Records for this exercise Block Start

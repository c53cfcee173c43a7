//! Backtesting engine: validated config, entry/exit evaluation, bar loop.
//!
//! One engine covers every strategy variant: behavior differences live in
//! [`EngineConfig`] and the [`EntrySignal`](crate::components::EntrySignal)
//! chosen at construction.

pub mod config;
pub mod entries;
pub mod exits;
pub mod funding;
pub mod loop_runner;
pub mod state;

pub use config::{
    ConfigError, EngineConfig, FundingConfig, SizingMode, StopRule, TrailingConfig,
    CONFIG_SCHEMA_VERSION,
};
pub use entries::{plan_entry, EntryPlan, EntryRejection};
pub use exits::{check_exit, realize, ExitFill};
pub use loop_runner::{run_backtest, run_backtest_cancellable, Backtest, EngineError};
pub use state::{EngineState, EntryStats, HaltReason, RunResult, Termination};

Records for this exercise Block End
Records for this exercise Block Start

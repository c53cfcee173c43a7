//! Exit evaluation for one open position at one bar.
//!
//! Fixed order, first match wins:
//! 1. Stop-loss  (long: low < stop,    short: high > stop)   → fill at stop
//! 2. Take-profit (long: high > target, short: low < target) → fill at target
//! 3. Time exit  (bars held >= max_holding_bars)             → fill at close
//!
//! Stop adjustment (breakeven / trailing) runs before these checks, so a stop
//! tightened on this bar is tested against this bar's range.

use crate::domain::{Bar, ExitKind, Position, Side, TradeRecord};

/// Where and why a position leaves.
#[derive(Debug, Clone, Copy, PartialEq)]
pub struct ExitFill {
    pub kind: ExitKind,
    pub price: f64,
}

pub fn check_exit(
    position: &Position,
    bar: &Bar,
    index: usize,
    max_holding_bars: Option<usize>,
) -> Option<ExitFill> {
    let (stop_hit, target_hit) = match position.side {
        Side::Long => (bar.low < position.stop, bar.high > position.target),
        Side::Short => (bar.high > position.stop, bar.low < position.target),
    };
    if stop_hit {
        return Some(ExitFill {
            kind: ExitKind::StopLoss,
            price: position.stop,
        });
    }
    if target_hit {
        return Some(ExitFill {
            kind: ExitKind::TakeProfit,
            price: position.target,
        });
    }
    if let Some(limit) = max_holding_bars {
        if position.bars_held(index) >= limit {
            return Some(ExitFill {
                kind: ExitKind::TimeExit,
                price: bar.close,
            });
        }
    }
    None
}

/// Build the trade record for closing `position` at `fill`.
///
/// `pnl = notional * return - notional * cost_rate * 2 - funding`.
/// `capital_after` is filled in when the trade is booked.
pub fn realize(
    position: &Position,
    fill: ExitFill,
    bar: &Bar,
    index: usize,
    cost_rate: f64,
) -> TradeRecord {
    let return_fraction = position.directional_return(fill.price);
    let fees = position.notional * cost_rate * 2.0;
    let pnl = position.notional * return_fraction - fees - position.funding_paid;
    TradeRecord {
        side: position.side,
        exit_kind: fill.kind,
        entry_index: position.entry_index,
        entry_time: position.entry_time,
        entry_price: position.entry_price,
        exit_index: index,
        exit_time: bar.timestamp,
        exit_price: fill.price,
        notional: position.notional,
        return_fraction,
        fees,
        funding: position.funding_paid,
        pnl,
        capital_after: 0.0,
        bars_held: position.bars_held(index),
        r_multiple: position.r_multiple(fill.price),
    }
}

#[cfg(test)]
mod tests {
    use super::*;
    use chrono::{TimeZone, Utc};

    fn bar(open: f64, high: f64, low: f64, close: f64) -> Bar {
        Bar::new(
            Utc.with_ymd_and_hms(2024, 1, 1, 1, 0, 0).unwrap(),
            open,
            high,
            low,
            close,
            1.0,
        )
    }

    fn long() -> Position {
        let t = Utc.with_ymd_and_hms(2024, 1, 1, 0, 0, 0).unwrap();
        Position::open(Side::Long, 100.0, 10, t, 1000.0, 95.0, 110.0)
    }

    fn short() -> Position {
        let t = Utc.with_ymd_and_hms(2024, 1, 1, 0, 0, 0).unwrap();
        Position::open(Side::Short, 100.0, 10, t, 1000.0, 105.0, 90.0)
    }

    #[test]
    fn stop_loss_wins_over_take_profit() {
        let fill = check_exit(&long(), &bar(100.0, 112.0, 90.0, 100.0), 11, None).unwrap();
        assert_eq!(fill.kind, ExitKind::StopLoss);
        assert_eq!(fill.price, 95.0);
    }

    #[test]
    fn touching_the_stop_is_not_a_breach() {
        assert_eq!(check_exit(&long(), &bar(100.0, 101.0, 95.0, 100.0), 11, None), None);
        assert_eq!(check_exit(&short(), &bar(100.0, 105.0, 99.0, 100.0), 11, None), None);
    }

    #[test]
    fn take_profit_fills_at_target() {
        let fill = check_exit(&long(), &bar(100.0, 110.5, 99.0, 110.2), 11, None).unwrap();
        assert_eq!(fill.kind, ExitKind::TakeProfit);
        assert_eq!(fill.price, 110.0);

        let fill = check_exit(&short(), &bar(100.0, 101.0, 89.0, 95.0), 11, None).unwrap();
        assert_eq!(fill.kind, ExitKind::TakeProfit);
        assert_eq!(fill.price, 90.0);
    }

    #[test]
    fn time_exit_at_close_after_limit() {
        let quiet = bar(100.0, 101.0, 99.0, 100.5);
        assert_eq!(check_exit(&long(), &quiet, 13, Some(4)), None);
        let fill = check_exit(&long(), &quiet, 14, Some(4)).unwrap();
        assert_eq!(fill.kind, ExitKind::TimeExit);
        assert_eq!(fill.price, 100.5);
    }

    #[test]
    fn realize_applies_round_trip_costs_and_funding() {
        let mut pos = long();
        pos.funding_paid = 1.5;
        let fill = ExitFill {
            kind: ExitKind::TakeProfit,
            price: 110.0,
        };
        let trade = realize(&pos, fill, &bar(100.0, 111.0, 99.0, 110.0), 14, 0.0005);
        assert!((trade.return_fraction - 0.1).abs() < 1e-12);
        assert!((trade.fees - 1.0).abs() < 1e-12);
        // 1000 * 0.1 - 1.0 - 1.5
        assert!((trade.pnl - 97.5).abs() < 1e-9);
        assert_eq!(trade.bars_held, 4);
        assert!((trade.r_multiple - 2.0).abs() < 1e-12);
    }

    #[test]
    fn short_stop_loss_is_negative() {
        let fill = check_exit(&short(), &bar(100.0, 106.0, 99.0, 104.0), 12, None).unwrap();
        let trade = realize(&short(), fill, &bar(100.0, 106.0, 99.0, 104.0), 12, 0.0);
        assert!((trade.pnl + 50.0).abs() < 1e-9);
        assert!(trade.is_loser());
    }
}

Records for this exercise Block End

For the records above, state how many lines contain "high". Add nothing to the number.

6